- Location: Fez, Morocco
- Date: 1033 AD
- Target: Moroccan Jews
- Deaths: 6,000+ Jews
- Perpetrators: Muslim Zenata Berber tribe of Banu Ifran

= 1033 Fez massacre =

Massacre of Jews by the Banu Ifran tribe

The 1033 Fez massacre was an event where, following their conquest of the city from the Maghrawa tribe, the forces of Abu'l Kamal Tamim, chief of the Banu Ifran tribe, perpetrated a massacre of Jews in Fes. David Corcos wrote that the Bani Ifran from near Salé attacked Fes, where they raped, pillaged, and killed 6,000 Jews.
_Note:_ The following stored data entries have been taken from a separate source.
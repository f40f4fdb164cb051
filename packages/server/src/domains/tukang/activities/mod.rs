pub mod mutations;
pub mod queries;

pub use mutations::*;
pub use queries::*;
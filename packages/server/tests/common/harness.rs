//! Test harness driving the HTTP router in-process.
//!
//! Each test gets a fresh in-memory document store behind the real router,
//! so requests go through routing, extraction, error mapping and CORS exactly
//! as in production.

use anyhow::{Context, Result};
use axum::{
    body::Body,
    http::{header::CONTENT_TYPE, HeaderMap, Method, Request, StatusCode},
    Router,
};
use serde_json::Value;
use server_core::kernel::{FailingDocumentStore, InMemoryDocumentStore, TestDependencies};
use server_core::server::build_app;
use std::sync::Arc;
use test_context::AsyncTestContext;
use tower::ServiceExt;

/// Status, headers and decoded JSON body of a response.
#[derive(Debug)]
pub struct TestResponse {
    pub status: StatusCode,
    pub headers: HeaderMap,
    pub body: Value,
}

impl TestResponse {
    /// A response header as text, if present and visible ASCII.
    pub fn header(&self, name: &str) -> Option<&str> {
        self.headers.get(name).and_then(|value| value.to_str().ok())
    }
}

/// Test harness that manages test infrastructure.
///
/// # Example using test-context
///
/// ```ignore
/// use test_context::test_context;
///
/// #[test_context(TestHarness)]
/// #[tokio::test]
/// async fn my_test(ctx: &TestHarness) {
///     let response = ctx.get("/api/tukang").await;
///     // ... test code
/// }
/// ```
pub struct TestHarness {
    /// Backing store, when the harness owns an in-memory one.
    store: Option<Arc<InMemoryDocumentStore>>,
    router: Router,
}

impl AsyncTestContext for TestHarness {
    async fn setup() -> Self {
        Self::new()
    }
}

impl TestHarness {
    pub fn new() -> Self {
        // Uses try_init() to avoid panicking if already initialized.
        // Run tests with: RUST_LOG=debug cargo test -- --nocapture
        let _ = tracing_subscriber::fmt()
            .with_env_filter(tracing_subscriber::EnvFilter::from_default_env())
            .with_test_writer()
            .try_init();

        let deps = TestDependencies::new();
        Self {
            router: build_app(deps.server_deps()),
            store: Some(deps.store),
        }
    }

    /// Harness whose store fails every call.
    pub fn failing() -> (Self, Arc<FailingDocumentStore>) {
        let (deps, store) = TestDependencies::failing();
        let harness = Self {
            router: build_app(deps),
            store: None,
        };
        (harness, store)
    }

    /// The in-memory store behind the router - use this to seed or inspect documents.
    pub fn store(&self) -> &InMemoryDocumentStore {
        self.store
            .as_deref()
            .expect("harness was built without an in-memory store")
    }

    pub async fn get(&self, uri: &str) -> TestResponse {
        self.send(Method::GET, uri, None).await
    }

    pub async fn delete(&self, uri: &str) -> TestResponse {
        self.send(Method::DELETE, uri, None).await
    }

    pub async fn post_json(&self, uri: &str, body: &Value) -> TestResponse {
        self.send(Method::POST, uri, Some(body.to_string())).await
    }

    /// POST an arbitrary (possibly invalid) JSON text.
    pub async fn post_raw(&self, uri: &str, body: &str) -> TestResponse {
        self.send(Method::POST, uri, Some(body.to_string())).await
    }

    /// Send a request with extra headers, e.g. a CORS preflight.
    pub async fn send_with_headers(
        &self,
        method: Method,
        uri: &str,
        headers: &[(&str, &str)],
    ) -> TestResponse {
        self.try_send(method, uri, headers, None)
            .await
            .expect("Failed to send request to router")
    }

    async fn send(&self, method: Method, uri: &str, body: Option<String>) -> TestResponse {
        self.try_send(method, uri, &[], body)
            .await
            .expect("Failed to send request to router")
    }

    async fn try_send(
        &self,
        method: Method,
        uri: &str,
        headers: &[(&str, &str)],
        body: Option<String>,
    ) -> Result<TestResponse> {
        let mut builder = Request::builder().method(method).uri(uri);
        for (name, value) in headers {
            builder = builder.header(*name, *value);
        }
        let body = match body {
            Some(text) => {
                builder = builder.header(CONTENT_TYPE, "application/json");
                Body::from(text)
            }
            None => Body::empty(),
        };
        let request = builder.body(body).context("Failed to build request")?;

        let response = self
            .router
            .clone()
            .oneshot(request)
            .await
            .context("Router call failed")?;

        let status = response.status();
        let headers = response.headers().clone();
        let bytes = axum::body::to_bytes(response.into_body(), usize::MAX)
            .await
            .context("Failed to read response body")?;
        let body = if bytes.is_empty() {
            Value::Null
        } else {
            serde_json::from_slice(&bytes).context("Response body is not JSON")?
        };

        Ok(TestResponse {
            status,
            headers,
            body,
        })
    }
}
In a period of war and tension between Sunni rule in Morocco and Kharijite rule to the east, the city of Fes in Morocco had been contested between the Zenata Berber tribes of Miknasa, Maghrawa and Banu Ifran for the previous half century, in the aftermath of the fall of the Idrisid dynasty. In 1033, according to Ibn Khaldun (d. 1406), Abu'l Kamal Tamim, the Banu Ifran chief, was lord of Salé on the Atlantic coast, while Fez was under the control of Hammama, chief of the Maghrawa.

Tamim's forces killed over six thousand Jews, appropriated their belongings, and captured the Jewish women of the city. The killings took place in the month of Jumaada al-Akhir 424 AH (May–June 1033 AD). The killings have been called a pogrom by some modern writers.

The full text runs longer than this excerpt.